THE DATA Start Marker

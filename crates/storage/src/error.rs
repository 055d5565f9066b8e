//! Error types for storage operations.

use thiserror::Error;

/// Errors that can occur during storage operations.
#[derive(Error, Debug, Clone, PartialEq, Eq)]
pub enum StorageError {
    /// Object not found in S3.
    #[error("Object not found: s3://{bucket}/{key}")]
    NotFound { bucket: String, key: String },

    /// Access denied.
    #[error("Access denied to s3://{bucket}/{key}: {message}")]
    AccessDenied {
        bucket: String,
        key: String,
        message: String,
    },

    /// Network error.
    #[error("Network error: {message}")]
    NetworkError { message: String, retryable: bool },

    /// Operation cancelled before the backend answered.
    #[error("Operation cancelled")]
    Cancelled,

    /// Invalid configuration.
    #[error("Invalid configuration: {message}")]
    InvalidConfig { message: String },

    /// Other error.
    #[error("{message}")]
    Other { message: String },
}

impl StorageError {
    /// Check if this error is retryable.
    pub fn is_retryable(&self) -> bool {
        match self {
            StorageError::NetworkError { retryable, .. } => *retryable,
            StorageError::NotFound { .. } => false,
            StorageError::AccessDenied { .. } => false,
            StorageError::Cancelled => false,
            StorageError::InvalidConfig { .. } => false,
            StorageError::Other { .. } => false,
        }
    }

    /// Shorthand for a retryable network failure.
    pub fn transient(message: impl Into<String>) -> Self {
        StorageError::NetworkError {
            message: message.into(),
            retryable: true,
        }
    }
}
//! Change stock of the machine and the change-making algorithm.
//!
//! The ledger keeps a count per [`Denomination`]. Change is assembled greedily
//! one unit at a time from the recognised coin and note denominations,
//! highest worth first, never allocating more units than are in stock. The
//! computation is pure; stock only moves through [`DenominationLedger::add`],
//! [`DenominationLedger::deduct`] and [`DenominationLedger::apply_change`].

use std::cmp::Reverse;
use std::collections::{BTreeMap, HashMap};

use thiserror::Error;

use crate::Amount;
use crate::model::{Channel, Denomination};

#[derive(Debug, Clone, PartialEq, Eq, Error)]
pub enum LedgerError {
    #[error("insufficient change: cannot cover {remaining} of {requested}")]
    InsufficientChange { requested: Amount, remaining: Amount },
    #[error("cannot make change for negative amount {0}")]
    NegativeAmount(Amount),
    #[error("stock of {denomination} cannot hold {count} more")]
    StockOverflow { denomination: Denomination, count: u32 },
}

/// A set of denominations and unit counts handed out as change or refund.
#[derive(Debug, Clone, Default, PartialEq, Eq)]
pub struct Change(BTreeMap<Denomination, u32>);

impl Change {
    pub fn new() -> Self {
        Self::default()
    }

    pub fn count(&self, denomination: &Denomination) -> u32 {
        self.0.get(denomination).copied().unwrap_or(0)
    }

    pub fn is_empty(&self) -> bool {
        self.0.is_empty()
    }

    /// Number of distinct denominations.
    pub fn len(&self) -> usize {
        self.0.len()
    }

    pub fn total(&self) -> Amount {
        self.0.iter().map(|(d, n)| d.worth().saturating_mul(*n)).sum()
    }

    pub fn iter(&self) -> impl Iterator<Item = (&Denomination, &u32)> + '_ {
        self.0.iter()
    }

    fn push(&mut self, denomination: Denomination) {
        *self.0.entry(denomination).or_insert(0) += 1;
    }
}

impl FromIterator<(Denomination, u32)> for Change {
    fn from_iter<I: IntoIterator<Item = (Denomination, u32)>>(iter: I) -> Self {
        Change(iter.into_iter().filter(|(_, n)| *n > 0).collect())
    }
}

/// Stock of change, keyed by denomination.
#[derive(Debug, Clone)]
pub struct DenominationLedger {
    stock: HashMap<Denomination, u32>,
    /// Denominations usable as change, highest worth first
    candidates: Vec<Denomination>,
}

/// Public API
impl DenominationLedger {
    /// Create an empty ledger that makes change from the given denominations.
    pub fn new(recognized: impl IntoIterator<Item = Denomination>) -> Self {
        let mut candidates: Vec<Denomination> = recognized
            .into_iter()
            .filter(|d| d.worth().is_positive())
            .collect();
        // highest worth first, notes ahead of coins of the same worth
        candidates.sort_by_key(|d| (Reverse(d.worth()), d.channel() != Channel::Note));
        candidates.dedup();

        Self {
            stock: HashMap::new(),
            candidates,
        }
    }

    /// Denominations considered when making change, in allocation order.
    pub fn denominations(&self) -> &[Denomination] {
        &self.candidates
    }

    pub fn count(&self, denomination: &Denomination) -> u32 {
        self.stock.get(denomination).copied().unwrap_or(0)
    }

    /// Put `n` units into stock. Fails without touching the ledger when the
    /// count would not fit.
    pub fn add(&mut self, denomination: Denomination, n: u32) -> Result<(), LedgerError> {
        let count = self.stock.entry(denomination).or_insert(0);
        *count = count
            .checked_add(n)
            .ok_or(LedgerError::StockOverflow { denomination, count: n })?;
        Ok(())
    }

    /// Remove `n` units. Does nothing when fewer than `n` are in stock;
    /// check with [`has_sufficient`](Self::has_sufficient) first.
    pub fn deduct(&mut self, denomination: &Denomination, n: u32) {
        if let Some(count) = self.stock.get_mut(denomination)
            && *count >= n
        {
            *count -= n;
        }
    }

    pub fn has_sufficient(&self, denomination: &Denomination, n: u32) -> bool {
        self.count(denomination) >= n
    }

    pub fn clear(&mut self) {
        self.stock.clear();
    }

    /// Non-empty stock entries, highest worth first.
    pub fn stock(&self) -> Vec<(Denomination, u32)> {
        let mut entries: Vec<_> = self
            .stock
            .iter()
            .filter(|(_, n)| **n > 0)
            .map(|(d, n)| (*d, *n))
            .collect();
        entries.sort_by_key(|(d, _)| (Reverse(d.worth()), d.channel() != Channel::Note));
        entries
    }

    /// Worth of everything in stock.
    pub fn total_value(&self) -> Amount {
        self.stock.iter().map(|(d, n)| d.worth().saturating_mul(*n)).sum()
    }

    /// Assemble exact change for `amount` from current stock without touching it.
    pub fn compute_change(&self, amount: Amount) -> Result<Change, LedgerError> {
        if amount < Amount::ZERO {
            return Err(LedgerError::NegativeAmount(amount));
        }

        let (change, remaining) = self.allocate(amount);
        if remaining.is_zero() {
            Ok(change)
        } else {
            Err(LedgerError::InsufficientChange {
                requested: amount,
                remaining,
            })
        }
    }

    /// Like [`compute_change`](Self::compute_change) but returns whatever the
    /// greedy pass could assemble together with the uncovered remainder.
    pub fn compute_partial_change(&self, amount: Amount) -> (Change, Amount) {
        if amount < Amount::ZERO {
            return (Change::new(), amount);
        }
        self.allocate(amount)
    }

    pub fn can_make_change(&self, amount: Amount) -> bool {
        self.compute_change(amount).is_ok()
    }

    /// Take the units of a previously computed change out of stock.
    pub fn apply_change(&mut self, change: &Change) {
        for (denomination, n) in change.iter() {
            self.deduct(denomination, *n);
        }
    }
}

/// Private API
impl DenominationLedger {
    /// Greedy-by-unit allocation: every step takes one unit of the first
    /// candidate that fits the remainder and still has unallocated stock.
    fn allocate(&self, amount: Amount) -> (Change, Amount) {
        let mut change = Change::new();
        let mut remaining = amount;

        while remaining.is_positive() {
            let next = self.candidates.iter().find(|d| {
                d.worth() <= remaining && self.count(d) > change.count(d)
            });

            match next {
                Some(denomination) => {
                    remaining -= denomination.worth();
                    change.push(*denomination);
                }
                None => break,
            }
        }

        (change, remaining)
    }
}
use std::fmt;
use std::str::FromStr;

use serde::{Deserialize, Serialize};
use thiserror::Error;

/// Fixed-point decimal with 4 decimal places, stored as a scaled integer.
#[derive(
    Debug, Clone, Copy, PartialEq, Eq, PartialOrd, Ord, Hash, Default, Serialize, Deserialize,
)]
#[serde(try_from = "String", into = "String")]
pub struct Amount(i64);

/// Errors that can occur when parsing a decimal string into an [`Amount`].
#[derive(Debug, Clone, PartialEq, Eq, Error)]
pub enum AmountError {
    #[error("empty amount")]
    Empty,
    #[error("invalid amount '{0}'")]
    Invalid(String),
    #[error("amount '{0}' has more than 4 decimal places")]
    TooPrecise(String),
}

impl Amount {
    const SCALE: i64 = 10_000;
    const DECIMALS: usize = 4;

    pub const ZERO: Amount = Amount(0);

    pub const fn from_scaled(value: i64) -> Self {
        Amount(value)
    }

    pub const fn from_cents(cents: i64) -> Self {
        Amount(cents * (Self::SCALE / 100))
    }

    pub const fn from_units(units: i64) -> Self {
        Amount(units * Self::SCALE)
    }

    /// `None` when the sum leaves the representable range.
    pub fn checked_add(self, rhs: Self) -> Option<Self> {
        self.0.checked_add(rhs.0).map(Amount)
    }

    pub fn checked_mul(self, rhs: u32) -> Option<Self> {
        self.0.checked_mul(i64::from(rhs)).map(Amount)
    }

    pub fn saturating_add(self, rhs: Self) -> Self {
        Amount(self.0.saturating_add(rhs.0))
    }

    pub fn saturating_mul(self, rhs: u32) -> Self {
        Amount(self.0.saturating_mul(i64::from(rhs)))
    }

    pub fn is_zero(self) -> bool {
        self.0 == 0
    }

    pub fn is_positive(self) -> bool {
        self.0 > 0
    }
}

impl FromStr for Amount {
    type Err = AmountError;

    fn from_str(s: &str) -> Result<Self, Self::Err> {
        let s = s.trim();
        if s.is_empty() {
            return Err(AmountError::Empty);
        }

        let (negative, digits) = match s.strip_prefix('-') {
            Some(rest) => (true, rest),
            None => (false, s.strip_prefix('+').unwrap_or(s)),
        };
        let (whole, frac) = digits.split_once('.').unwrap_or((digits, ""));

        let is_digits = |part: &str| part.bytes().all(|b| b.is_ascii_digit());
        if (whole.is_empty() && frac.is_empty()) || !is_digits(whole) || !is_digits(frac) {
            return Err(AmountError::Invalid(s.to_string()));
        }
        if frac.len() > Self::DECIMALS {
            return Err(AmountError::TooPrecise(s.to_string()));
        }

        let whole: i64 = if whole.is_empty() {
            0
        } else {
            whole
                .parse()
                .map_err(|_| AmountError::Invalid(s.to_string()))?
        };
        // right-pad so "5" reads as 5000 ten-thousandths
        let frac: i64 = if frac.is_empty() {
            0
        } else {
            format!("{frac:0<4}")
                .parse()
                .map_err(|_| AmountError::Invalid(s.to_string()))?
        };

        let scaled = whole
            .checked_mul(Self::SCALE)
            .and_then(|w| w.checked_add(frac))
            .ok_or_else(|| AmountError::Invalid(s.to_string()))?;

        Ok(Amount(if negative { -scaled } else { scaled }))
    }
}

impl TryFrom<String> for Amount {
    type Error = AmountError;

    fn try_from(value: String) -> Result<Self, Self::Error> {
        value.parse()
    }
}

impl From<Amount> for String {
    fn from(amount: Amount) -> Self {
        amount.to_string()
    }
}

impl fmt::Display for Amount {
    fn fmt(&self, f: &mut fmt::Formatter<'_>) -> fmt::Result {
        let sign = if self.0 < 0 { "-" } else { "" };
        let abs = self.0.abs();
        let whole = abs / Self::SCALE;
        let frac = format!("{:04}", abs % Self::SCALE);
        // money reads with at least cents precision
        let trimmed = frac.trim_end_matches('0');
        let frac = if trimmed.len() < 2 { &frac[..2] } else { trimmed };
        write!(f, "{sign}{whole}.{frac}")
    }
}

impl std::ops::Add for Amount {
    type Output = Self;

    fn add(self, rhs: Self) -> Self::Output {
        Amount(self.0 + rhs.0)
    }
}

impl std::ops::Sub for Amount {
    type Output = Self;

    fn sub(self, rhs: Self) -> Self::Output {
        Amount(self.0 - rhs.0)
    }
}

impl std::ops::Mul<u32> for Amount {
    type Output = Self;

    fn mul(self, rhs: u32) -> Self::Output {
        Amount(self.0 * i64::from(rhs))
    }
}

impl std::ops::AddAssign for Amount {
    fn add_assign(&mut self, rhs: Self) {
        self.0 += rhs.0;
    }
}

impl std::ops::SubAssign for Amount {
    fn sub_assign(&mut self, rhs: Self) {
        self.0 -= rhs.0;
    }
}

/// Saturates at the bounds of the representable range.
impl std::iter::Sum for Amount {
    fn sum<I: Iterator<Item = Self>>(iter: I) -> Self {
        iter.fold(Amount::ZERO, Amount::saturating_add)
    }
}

THE DATA End Marker

WORK ORDER: In the records above, collect each line with "Some".

RESULT OF THE EXERCISE:
        if let Some(count) = self.stock.get_mut(denomination)
                Some(denomination) => {
            Some(rest) => (true, rest),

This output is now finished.